清澄寺 御仏舎利塔は、千葉県鴨川市清澄にある礼拝所です。

清澄寺 御仏舎利塔

千葉県鴨川市の清澄寺は、日蓮宗四霊場のひとつとして知られています。久遠寺、池上本門寺、誕生寺と並び、歴史ある聖地とされる清澄寺の本堂からさらに150メートル奥に進んだ場所に、白い仏舎利塔がひっそりと構えています。この仏舎利塔は、日本山妙法寺によって建立されたもので、仏陀の教えを現代に伝えるシンボルとして存在しています。

清澄寺 御仏舎利塔

清澄寺の境内を歩いていくと、樹齢千年ともいわれる大スギがそびえています。

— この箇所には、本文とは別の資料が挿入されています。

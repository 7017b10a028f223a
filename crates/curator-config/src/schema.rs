//! Declarative validation rules.
//!
//! A [`ConfigSchema`] is data: a dot-separated path, an expected kind and
//! optional constraints. The [`SchemaValidator`](crate::SchemaValidator)
//! interprets the rules against any [`MemberAccess`](curator_core::MemberAccess)
//! container.

use regex::Regex;
use serde_json::Value;
use std::fmt;
use std::sync::Arc;

/// Custom predicate over a resolved value.
///
/// `Ok(false)` means the value is rejected; `Err` means the predicate itself
/// failed and is reported as a warning.
pub type CustomCheck = Arc<dyn Fn(&Value) -> Result<bool, String> + Send + Sync>;

/// Expected type of a configuration value.
#[derive(Debug, Clone, Copy, PartialEq, Eq, Hash)]
pub enum ValueKind {
    /// Text
    String,
    /// Whole number
    Int,
    /// `true` / `false`
    Bool,
    /// Fixed-shape table
    Map,
    /// Table with arbitrary keys
    Dictionary,
    /// List
    Array,
    /// Any number
    Float,
}

impl ValueKind {
    /// Whether `value` is of this kind.
    #[must_use]
    pub fn matches(&self, value: &Value) -> bool {
        match self {
            Self::String => value.is_string(),
            Self::Int => value.is_i64() || value.is_u64(),
            Self::Bool => value.is_boolean(),
            Self::Map | Self::Dictionary => value.is_object(),
            Self::Array => value.is_array(),
            Self::Float => value.is_number(),
        }
    }

    /// Whether range bounds apply to this kind.
    #[must_use]
    pub fn is_numeric(&self) -> bool {
        matches!(self, Self::Int | Self::Float)
    }

    /// Lowercase name of this kind.
    #[must_use]
    pub fn as_str(&self) -> &'static str {
        match self {
            Self::String => "string",
            Self::Int => "int",
            Self::Bool => "bool",
            Self::Map => "map",
            Self::Dictionary => "dictionary",
            Self::Array => "array",
            Self::Float => "float",
        }
    }
}

impl fmt::Display for ValueKind {
    fn fmt(&self, f: &mut fmt::Formatter<'_>) -> fmt::Result {
        f.write_str(self.as_str())
    }
}

/// Name of the JSON type of `value`, as reported in type mismatch issues.
#[must_use]
pub fn type_name(value: &Value) -> &'static str {
    match value {
        Value::Null => "null",
        Value::Bool(_) => "bool",
        Value::Number(n) if n.is_f64() => "float",
        Value::Number(_) => "int",
        Value::String(_) => "string",
        Value::Array(_) => "array",
        Value::Object(_) => "map",
    }
}

/// One validation rule.
#[derive(Clone)]
pub struct ConfigSchema {
    /// Dot-separated property path
    pub path: String,
    /// Expected kind
    pub kind: ValueKind,
    /// Whether a missing or null value is an error
    pub required: bool,
    /// Inclusive lower bound (numeric kinds only)
    pub min: Option<f64>,
    /// Inclusive upper bound (numeric kinds only)
    pub max: Option<f64>,
    /// Pattern a string value must match
    pub pattern: Option<Regex>,
    /// Custom predicate
    pub custom: Option<CustomCheck>,
}

impl ConfigSchema {
    /// An optional rule with no constraints besides the kind.
    #[must_use]
    pub fn new(path: impl Into<String>, kind: ValueKind) -> Self {
        Self {
            path: path.into(),
            kind,
            required: false,
            min: None,
            max: None,
            pattern: None,
            custom: None,
        }
    }

    /// Mark the rule as required.
    #[must_use]
    pub fn required(mut self) -> Self {
        self.required = true;
        self
    }

    /// Inclusive numeric range.
    #[must_use]
    pub fn range(self, min: f64, max: f64) -> Self {
        self.min(min).max(max)
    }

    /// Inclusive lower bound.
    #[must_use]
    pub fn min(mut self, min: f64) -> Self {
        self.min = Some(min);
        self
    }

    /// Inclusive upper bound.
    #[must_use]
    pub fn max(mut self, max: f64) -> Self {
        self.max = Some(max);
        self
    }

    /// Pattern a string value must match.
    #[must_use]
    pub fn pattern(mut self, pattern: Regex) -> Self {
        self.pattern = Some(pattern);
        self
    }

    /// Custom predicate.
    #[must_use]
    pub fn custom<F>(mut self, check: F) -> Self
    where
        F: Fn(&Value) -> Result<bool, String> + Send + Sync + 'static,
    {
        self.custom = Some(Arc::new(check));
        self
    }

    /// Path split into segments.
    #[must_use]
    pub fn segments(&self) -> Vec<&str> {
        curator_core::split_path(&self.path)
    }
}

impl fmt::Debug for ConfigSchema {
    fn fmt(&self, f: &mut fmt::Formatter<'_>) -> fmt::Result {
        f.debug_struct("ConfigSchema")
            .field("path", &self.path)
            .field("kind", &self.kind)
            .field("required", &self.required)
            .field("min", &self.min)
            .field("max", &self.max)
            .field("pattern", &self.pattern.as_ref().map(Regex::as_str))
            .field("custom", &self.custom.is_some())
            .finish()
    }
}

その木をくぐり抜けるようにして小径を進むと、山の中とは思えないような開けた空間に出ます。そこに突如として現れるのが、大きく美しい塔です。静寂の中に堂々と立つその姿は、ひと目で目を奪われる存在です。

清澄寺 御仏舎利塔

視界の先には、純白の仏舎利塔が鎮座しています。塔の正面には一直線に階段が伸びていて、かなりの段数があります。登る途中、自然と背筋が伸び、心が整っていく感覚になります。塔の白さと空の青さのコントラストも印象的で、まるで異世界のような趣があります。

清澄寺 御仏舎利塔

塔のある場所は山中にも関わらず、広々とした平地となっており、そこにこの巨大な仏舎利塔が立っています。そのスケール感は、山の静けさの中に不思議な浮遊感を与えてくれます。まるで夢の中で見たような光景が、現実として目の前に広がっていました。

清澄寺 御仏舎利塔

御仏舎利塔の特徴のひとつは、塔の周囲を巡ることができる点です。白い塔の外壁をなぞるように、静かに足を運んでいくと、光と影が刻一刻と移り変わっていくのがわかります。太陽を背にしたとき、塔は陰影をまといながら落ち着いた佇まいを見せ、反対に正面に太陽が来たときには塔全体が光を浴び、その白さが際立ちます。

清澄寺 御仏舎利塔

塔の四方には、それぞれに窓が設けられており、その中に仏陀の像が安置されています。これらの像は東西南北を向き、それぞれに異なる表情と姿勢をしています。4体の像は、仏陀の生涯を順に表現しています。

清澄寺 御仏舎利塔

4体の像は、誕生(降誕釈尊像)、修行の末に悟りを開いた場面(降魔成道釈尊像)、人々に教えを説く姿(説法釈尊像)、そして最期を迎える場面(涅槃釈尊像)です。この4つの像を通して、仏陀の一生を視覚的にたどることができます。

清澄寺 御仏舎利塔

ただ回るのではなく、これが仏陀の生涯の巡礼であると意識して歩くと、塔を一周する体験そのものが一種の瞑想のように感じられます。それぞれの像の前に立つたびに、静かに手を合わせる人の姿もあり、無言の祈りがこの場を包み込んでいるようです。

清澄寺 藤井日達聖人像

御仏舎利塔の側には、日本山妙法寺の開祖である藤井日達聖人の像が据えられていました。正面をまっすぐに見据えた姿で、両手を合わせ、まるで祈りの中にいるような雰囲気をたたえています。この像があることで、御仏舎利塔がただの記念碑ではなく、思想と信念の結晶であることを感じることができます。

妙法寺 大僧伽

御仏舎利塔の南側には、静かに延びる一本の道があります。その先には「大僧伽(だいそうぎゃ)」と呼ばれる建物があります。そこは信仰と修行のために設けられた場所で、誰でも気軽に立ち入るような雰囲気ではありません。仏舎利塔の開けた広場とは対照的に、この道は静けさに包まれ、どこか隔離された空間のようにも感じられます。

清澄寺 御仏舎利塔

清澄寺の奥にある御仏舎利塔は、ただの建造物ではなく、仏陀の教えとその生涯を視覚的に体感できる場所です。山中に突如現れる白亜の塔の存在感と、静かに配置された四つの像が、訪れた人の心を落ち着かせ、思索へと導いてくれます。

機会があれば、再度来てみたいですね。

それでは、また。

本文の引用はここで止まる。